The German group predicted earnings would now be slightly lower than last year's level, after previously predicting that profits would rise. Autos was easily the worst performing sector Thursday after the warning from Daimler, with German firms leading the losses.
The executive director of research at Equinet Bank, Tim Schuldt, told CNBC's "Street Signs" that Daimler could mitigate the tariff problem by selling some of these models in Europe until it could work out a long-term solution.
"They can then switch production to China, which is anyway ongoing. Over time, they will probably move all of their production there anyway" he said.
Schuldt said BMW could also suffer as it produced more cars in the United States than Daimler. He added that Volkswagen would be largely unaffected by the U.S. tariff plan, as the firm manufactured mainly in Europe and China.

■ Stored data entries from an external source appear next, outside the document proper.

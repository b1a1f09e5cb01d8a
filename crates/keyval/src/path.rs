//! Path handling: splitting delimited keys and resolving key sequences
//! against a tree.
//!
//! Two resolvers live here:
//!
//! - [`walk`] descends through *intermediate* mappings on behalf of the
//!   mutation entry points. In fill mode it materializes missing mappings and
//!   overwrites anything in the way; otherwise it fails without touching the
//!   tree.
//! - [`locate`] is the read-only resolver behind `value` and the typed
//!   accessors. It resolves all the way down to a leaf of any kind.

use crate::error::{KeyValError, Result};
use crate::node::{Mapping, Node, NodeKind};
use tracing::{debug, trace};

/// Delimiter used by [`split_key`].
pub const DEFAULT_DELIMITER: &str = ".";

/// Split a multi-part key such as `"server.http.port"` on `.`.
///
/// # Examples
///
/// ```
/// use keyval::split_key;
///
/// assert_eq!(split_key("hello.world.now"), vec!["hello", "world", "now"]);
/// ```
pub fn split_key(key: &str) -> Vec<&str> {
    split_key_with(key, DEFAULT_DELIMITER)
}

/// Split a multi-part key on a caller-supplied delimiter.
///
/// Splitting is purely textual: there is no escaping, so a key that itself
/// contains the delimiter cannot be addressed this way. An empty delimiter
/// leaves the key whole.
///
/// ```
/// use keyval::split_key_with;
///
/// assert_eq!(split_key_with("hello:world:now", ":"), vec!["hello", "world", "now"]);
/// ```
pub fn split_key_with<'a>(key: &'a str, delimiter: &str) -> Vec<&'a str> {
    if delimiter.is_empty() {
        return vec![key];
    }
    key.split(delimiter).collect()
}

/// Join path components for error messages.
pub(crate) fn display_path<S: AsRef<str>>(keys: &[S]) -> String {
    keys.iter()
        .map(AsRef::as_ref)
        .collect::<Vec<_>>()
        .join(DEFAULT_DELIMITER)
}

/// Follow `keys` from `root` and return the mapping they lead to.
///
/// With `fill` set, an absent key gets a new empty mapping and a key holding
/// a non-mapping value has that value replaced by an empty mapping, so the
/// walk always succeeds. Without `fill`, an absent key is
/// [`KeyValError::KeyMissing`] and a non-mapping value is
/// [`KeyValError::KeyUnreachable`]; nothing is modified in that mode.
pub(crate) fn walk<'a, S: AsRef<str>>(
    root: &'a mut Mapping,
    fill: bool,
    keys: &[S],
) -> Result<&'a mut Mapping> {
    let mut pos = root;
    for (depth, key) in keys.iter().enumerate() {
        let key = key.as_ref();
        let slot = if fill {
            let slot = pos.entry(key.to_owned()).or_insert_with(|| {
                trace!(key, "creating intermediate mapping");
                Node::Mapping(Mapping::new())
            });
            if !slot.is_mapping() {
                debug!(
                    key,
                    replaced = %slot.kind(),
                    "overwriting non-mapping value with an empty mapping"
                );
                *slot = Node::Mapping(Mapping::new());
            }
            slot
        } else {
            match pos.get_mut(key) {
                Some(slot) => slot,
                None => {
                    return Err(KeyValError::KeyMissing {
                        path: display_path(&keys[..=depth]),
                        key: key.to_owned(),
                    })
                }
            }
        };
        pos = match slot {
            Node::Mapping(map) => map,
            other => {
                return Err(KeyValError::KeyUnreachable {
                    path: display_path(&keys[..=depth]),
                    key: key.to_owned(),
                    found: other.kind(),
                })
            }
        };
    }
    Ok(pos)
}

/// Resolve `keys` from `root` down to a node of any kind.
///
/// Every position passed through must be a mapping, otherwise the lookup
/// fails with [`KeyValError::TypeMismatch`]. A key absent from its mapping is
/// [`KeyValError::KeyMissing`]. The empty path has no node to return and is
/// [`KeyValError::EmptyPath`].
pub(crate) fn locate<'a, S: AsRef<str>>(root: &'a Mapping, keys: &[S]) -> Result<&'a Node> {
    let (last, parents) = keys.split_last().ok_or(KeyValError::EmptyPath)?;
    let map = locate_mapping(root, parents)?;
    let key = last.as_ref();
    map.get(key).ok_or_else(|| KeyValError::KeyMissing {
        path: display_path(keys),
        key: key.to_owned(),
    })
}

/// Resolve `keys` to a mapping. The empty path resolves to `root` itself.
pub(crate) fn locate_mapping<'a, S: AsRef<str>>(
    root: &'a Mapping,
    keys: &[S],
) -> Result<&'a Mapping> {
    let mut pos = root;
    for (depth, key) in keys.iter().enumerate() {
        let key = key.as_ref();
        let path = || display_path(&keys[..=depth]);
        pos = match pos.get(key) {
            Some(Node::Mapping(map)) => map,
            Some(other) => {
                return Err(KeyValError::TypeMismatch {
                    path: path(),
                    expected: NodeKind::Mapping,
                    found: other.kind(),
                })
            }
            None => {
                return Err(KeyValError::KeyMissing {
                    path: path(),
                    key: key.to_owned(),
                })
            }
        };
    }
    Ok(pos)
}

/// Mutable counterpart of [`locate_mapping`], used to hand out views.
pub(crate) fn locate_mapping_mut<'a, S: AsRef<str>>(
    root: &'a mut Mapping,
    keys: &[S],
) -> Result<&'a mut Mapping> {
    let mut pos = root;
    for (depth, key) in keys.iter().enumerate() {
        let key = key.as_ref();
        pos = match pos.get_mut(key) {
            Some(Node::Mapping(map)) => map,
            Some(other) => {
                return Err(KeyValError::TypeMismatch {
                    path: display_path(&keys[..=depth]),
                    expected: NodeKind::Mapping,
                    found: other.kind(),
                })
            }
            None => {
                return Err(KeyValError::KeyMissing {
                    path: display_path(&keys[..=depth]),
                    key: key.to_owned(),
                })
            }
        };
    }
    Ok(pos)
}

#[cfg(test)]
mod tests {
    use super::*;

    fn sample() -> Mapping {
        let mut inner = Mapping::new();
        inner.insert("leaf".to_owned(), Node::Number(1.0));
        let mut root = Mapping::new();
        root.insert("branch".to_owned(), Node::Mapping(inner));
        root.insert("scalar".to_owned(), Node::from("x"));
        root
    }

    #[test]
    fn walk_without_fill_leaves_tree_untouched_on_missing_key() {
        let mut root = sample();
        let err = walk(&mut root, false, &["branch", "absent"]).unwrap_err();
        assert!(matches!(err, KeyValError::KeyMissing { ref key, .. } if key == "absent"));
        assert_eq!(root, sample());
    }

    #[test]
    fn walk_without_fill_rejects_scalar_segment() {
        let mut root = sample();
        let err = walk(&mut root, false, &["scalar"]).unwrap_err();
        assert!(matches!(
            err,
            KeyValError::KeyUnreachable { found: NodeKind::String, .. }
        ));
    }

    #[test]
    fn walk_with_fill_replaces_scalar_segment() {
        let mut root = sample();
        walk(&mut root, true, &["scalar", "below"]).unwrap();
        let scalar = root.get("scalar").and_then(Node::as_mapping).unwrap();
        assert!(scalar.get("below").is_some_and(Node::is_mapping));
    }

    #[test]
    fn walk_empty_path_returns_root() {
        let mut root = sample();
        let keys: [&str; 0] = [];
        let map = walk(&mut root, false, &keys).unwrap();
        assert!(map.contains_key("branch"));
    }

    #[test]
    fn locate_reports_error_path() {
        let root = sample();
        let err = locate(&root, &["branch", "leaf", "deeper"]).unwrap_err();
        match err {
            KeyValError::TypeMismatch { path, found, .. } => {
                assert_eq!(path, "branch.leaf");
                assert_eq!(found, NodeKind::Number);
            }
            other => panic!("unexpected error: {other:?}"),
        }
    }

    #[test]
    fn empty_delimiter_keeps_key_whole() {
        assert_eq!(split_key_with("a.b", ""), vec!["a.b"]);
    }
}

In May, a German business magazine reported that President Donald Trump wanted to block German luxury carmakers from the U.S. market. The article, published in Wirtschaftswoche, claimed that Trump told French President Emmanuel Macron he would maintain his trade policy with the aim of stopping Mercedes-Benz models from driving down Fifth Avenue in New York.
Schuldt said Beijing would now likely encourage a number of European carmakers to move more production to China.